[Opening Raw data section]
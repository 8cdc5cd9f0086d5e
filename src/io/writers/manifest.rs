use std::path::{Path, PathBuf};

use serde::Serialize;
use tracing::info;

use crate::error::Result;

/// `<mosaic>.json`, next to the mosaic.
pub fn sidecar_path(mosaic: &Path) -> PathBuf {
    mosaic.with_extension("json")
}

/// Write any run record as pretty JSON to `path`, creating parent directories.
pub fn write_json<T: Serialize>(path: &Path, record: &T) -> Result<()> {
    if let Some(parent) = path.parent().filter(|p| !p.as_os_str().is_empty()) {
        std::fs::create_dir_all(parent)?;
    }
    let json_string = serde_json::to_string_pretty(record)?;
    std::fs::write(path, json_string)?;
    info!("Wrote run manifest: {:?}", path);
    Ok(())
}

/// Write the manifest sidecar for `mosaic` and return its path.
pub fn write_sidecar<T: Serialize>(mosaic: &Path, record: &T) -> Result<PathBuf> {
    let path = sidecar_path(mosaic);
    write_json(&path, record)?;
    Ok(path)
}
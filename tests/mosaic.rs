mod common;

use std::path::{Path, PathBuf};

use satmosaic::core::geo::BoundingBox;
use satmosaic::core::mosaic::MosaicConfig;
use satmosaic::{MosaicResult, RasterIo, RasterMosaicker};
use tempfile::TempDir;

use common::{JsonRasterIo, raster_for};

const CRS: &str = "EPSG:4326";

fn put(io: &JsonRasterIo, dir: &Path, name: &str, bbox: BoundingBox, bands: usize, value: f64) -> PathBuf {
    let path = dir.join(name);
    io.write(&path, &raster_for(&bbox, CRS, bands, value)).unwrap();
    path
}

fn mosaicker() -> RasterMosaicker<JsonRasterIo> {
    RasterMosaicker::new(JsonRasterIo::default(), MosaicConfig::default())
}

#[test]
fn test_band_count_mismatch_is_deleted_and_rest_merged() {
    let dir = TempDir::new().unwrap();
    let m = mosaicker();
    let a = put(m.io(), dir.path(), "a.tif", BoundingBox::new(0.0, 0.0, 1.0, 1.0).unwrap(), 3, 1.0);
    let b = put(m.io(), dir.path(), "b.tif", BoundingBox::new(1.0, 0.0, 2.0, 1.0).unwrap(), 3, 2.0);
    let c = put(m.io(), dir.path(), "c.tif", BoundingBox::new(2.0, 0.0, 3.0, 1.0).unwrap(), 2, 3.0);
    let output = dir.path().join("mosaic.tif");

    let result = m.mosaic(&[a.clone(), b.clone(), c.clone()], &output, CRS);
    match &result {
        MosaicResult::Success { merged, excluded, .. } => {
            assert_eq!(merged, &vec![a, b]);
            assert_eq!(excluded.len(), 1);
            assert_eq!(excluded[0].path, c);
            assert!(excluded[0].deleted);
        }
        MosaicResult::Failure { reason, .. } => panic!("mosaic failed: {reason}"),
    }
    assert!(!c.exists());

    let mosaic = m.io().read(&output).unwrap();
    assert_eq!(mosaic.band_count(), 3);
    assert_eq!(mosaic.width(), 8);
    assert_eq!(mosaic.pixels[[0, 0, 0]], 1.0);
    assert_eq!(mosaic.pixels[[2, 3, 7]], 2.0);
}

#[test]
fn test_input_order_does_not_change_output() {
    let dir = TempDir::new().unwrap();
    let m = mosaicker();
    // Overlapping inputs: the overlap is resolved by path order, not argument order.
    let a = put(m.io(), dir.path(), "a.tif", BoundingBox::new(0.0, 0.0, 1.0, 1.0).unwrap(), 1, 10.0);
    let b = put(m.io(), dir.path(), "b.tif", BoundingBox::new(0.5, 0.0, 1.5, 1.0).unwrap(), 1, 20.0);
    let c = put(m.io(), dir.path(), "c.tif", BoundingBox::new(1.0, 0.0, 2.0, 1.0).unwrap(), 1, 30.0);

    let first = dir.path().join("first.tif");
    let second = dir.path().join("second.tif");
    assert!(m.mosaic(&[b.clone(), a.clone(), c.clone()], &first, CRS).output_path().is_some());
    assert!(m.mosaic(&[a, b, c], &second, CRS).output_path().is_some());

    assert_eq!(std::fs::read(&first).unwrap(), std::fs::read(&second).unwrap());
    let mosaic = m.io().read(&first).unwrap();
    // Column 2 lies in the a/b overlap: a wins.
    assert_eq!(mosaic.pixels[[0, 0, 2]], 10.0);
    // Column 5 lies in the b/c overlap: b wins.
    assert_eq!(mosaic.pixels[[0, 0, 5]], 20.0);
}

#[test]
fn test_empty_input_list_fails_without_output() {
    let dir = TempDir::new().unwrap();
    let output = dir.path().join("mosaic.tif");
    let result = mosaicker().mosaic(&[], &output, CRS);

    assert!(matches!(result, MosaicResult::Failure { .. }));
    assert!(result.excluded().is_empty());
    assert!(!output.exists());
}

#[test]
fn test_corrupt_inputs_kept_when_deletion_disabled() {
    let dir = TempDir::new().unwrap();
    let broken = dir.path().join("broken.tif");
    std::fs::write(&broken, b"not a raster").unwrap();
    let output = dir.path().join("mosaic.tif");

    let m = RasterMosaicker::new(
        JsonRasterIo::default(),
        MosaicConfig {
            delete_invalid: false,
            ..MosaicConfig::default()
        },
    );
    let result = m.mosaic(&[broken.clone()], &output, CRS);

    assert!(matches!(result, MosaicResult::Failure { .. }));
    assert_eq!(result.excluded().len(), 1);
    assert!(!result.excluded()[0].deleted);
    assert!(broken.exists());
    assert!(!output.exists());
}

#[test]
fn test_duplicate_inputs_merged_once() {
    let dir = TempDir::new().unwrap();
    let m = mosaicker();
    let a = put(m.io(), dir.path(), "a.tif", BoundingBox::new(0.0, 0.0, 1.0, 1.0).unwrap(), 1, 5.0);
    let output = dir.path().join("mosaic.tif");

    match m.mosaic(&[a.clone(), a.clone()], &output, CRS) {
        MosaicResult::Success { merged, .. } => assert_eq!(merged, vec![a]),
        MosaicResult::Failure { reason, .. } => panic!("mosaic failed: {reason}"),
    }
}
[Closing Raw data section]
**Your goal**
Having read the entries above, set each one down again exactly.

**Solution to this problem**
repository 8cdc5cd9f0086d5e
filename src/io/writers/manifest.rs
use std::path::{Path, PathBuf};

use serde::Serialize;
use tracing::info;

use crate::error::Result;

/// `<mosaic>.json`, next to the mosaic.
pub fn sidecar_path(mosaic: &Path) -> PathBuf {
    mosaic.with_extension("json")
}

/// Write any run record as pretty JSON to `path`, creating parent directories.
pub fn write_json<T: Serialize>(path: &Path, record: &T) -> Result<()> {
    if let Some(parent) = path.parent().filter(|p| !p.as_os_str().is_empty()) {
        std::fs::create_dir_all(parent)?;
    }
    let json_string = serde_json::to_string_pretty(record)?;
    std::fs::write(path, json_string)?;
    info!("Wrote run manifest: {:?}", path);
    Ok(())
}

/// Write the manifest sidecar for `mosaic` and return its path.
pub fn write_sidecar<T: Serialize>(mosaic: &Path, record: &T) -> Result<PathBuf> {
    let path = sidecar_path(mosaic);
    write_json(&path, record)?;
    Ok(path)
}
filename tests/mosaic.rs
mod common;

use std::path::{Path, PathBuf};

use satmosaic::core::geo::BoundingBox;
use satmosaic::core::mosaic::MosaicConfig;
use satmosaic::{MosaicResult, RasterIo, RasterMosaicker};
use tempfile::TempDir;

use common::{JsonRasterIo, raster_for};

const CRS: &str = "EPSG:4326";

fn put(io: &JsonRasterIo, dir: &Path, name: &str, bbox: BoundingBox, bands: usize, value: f64) -> PathBuf {
    let path = dir.join(name);
    io.write(&path, &raster_for(&bbox, CRS, bands, value)).unwrap();
    path
}

fn mosaicker() -> RasterMosaicker<JsonRasterIo> {
    RasterMosaicker::new(JsonRasterIo::default(), MosaicConfig::default())
}

#[test]
fn test_band_count_mismatch_is_deleted_and_rest_merged() {
    let dir = TempDir::new().unwrap();
    let m = mosaicker();
    let a = put(m.io(), dir.path(), "a.tif", BoundingBox::new(0.0, 0.0, 1.0, 1.0).unwrap(), 3, 1.0);
    let b = put(m.io(), dir.path(), "b.tif", BoundingBox::new(1.0, 0.0, 2.0, 1.0).unwrap(), 3, 2.0);
    let c = put(m.io(), dir.path(), "c.tif", BoundingBox::new(2.0, 0.0, 3.0, 1.0).unwrap(), 2, 3.0);
    let output = dir.path().join("mosaic.tif");

    let result = m.mosaic(&[a.clone(), b.clone(), c.clone()], &output, CRS);
    match &result {
        MosaicResult::Success { merged, excluded, .. } => {
            assert_eq!(merged, &vec![a, b]);
            assert_eq!(excluded.len(), 1);
            assert_eq!(excluded[0].path, c);
            assert!(excluded[0].deleted);
        }
        MosaicResult::Failure { reason, .. } => panic!("mosaic failed: {reason}"),
    }
    assert!(!c.exists());

    let mosaic = m.io().read(&output).unwrap();
    assert_eq!(mosaic.band_count(), 3);
    assert_eq!(mosaic.width(), 8);
    assert_eq!(mosaic.pixels[[0, 0, 0]], 1.0);
    assert_eq!(mosaic.pixels[[2, 3, 7]], 2.0);
}

#[test]
fn test_input_order_does_not_change_output() {
    let dir = TempDir::new().unwrap();
    let m = mosaicker();
    // Overlapping inputs: the overlap is resolved by path order, not argument order.
    let a = put(m.io(), dir.path(), "a.tif", BoundingBox::new(0.0, 0.0, 1.0, 1.0).unwrap(), 1, 10.0);
    let b = put(m.io(), dir.path(), "b.tif", BoundingBox::new(0.5, 0.0, 1.5, 1.0).unwrap(), 1, 20.0);
    let c = put(m.io(), dir.path(), "c.tif", BoundingBox::new(1.0, 0.0, 2.0, 1.0).unwrap(), 1, 30.0);

    let first = dir.path().join("first.tif");
    let second = dir.path().join("second.tif");
    assert!(m.mosaic(&[b.clone(), a.clone(), c.clone()], &first, CRS).output_path().is_some());
    assert!(m.mosaic(&[a, b, c], &second, CRS).output_path().is_some());

    assert_eq!(std::fs::read(&first).unwrap(), std::fs::read(&second).unwrap());
    let mosaic = m.io().read(&first).unwrap();
    // Column 2 lies in the a/b overlap: a wins.
    assert_eq!(mosaic.pixels[[0, 0, 2]], 10.0);
    // Column 5 lies in the b/c overlap: b wins.
    assert_eq!(mosaic.pixels[[0, 0, 5]], 20.0);
}

#[test]
fn test_empty_input_list_fails_without_output() {
    let dir = TempDir::new().unwrap();
    let output = dir.path().join("mosaic.tif");
    let result = mosaicker().mosaic(&[], &output, CRS);

    assert!(matches!(result, MosaicResult::Failure { .. }));
    assert!(result.excluded().is_empty());
    assert!(!output.exists());
}

#[test]
fn test_corrupt_inputs_kept_when_deletion_disabled() {
    let dir = TempDir::new().unwrap();
    let broken = dir.path().join("broken.tif");
    std::fs::write(&broken, b"not a raster").unwrap();
    let output = dir.path().join("mosaic.tif");

    let m = RasterMosaicker::new(
        JsonRasterIo::default(),
        MosaicConfig {
            delete_invalid: false,
            ..MosaicConfig::default()
        },
    );
    let result = m.mosaic(&[broken.clone()], &output, CRS);

    assert!(matches!(result, MosaicResult::Failure { .. }));
    assert_eq!(result.excluded().len(), 1);
    assert!(!result.excluded()[0].deleted);
    assert!(broken.exists());
    assert!(!output.exists());
}

#[test]
fn test_duplicate_inputs_merged_once() {
    let dir = TempDir::new().unwrap();
    let m = mosaicker();
    let a = put(m.io(), dir.path(), "a.tif", BoundingBox::new(0.0, 0.0, 1.0, 1.0).unwrap(), 1, 5.0);
    let output = dir.path().join("mosaic.tif");

    match m.mosaic(&[a.clone(), a.clone()], &output, CRS) {
        MosaicResult::Success { merged, .. } => assert_eq!(merged, vec![a]),
        MosaicResult::Failure { reason, .. } => panic!("mosaic failed: {reason}"),
    }
}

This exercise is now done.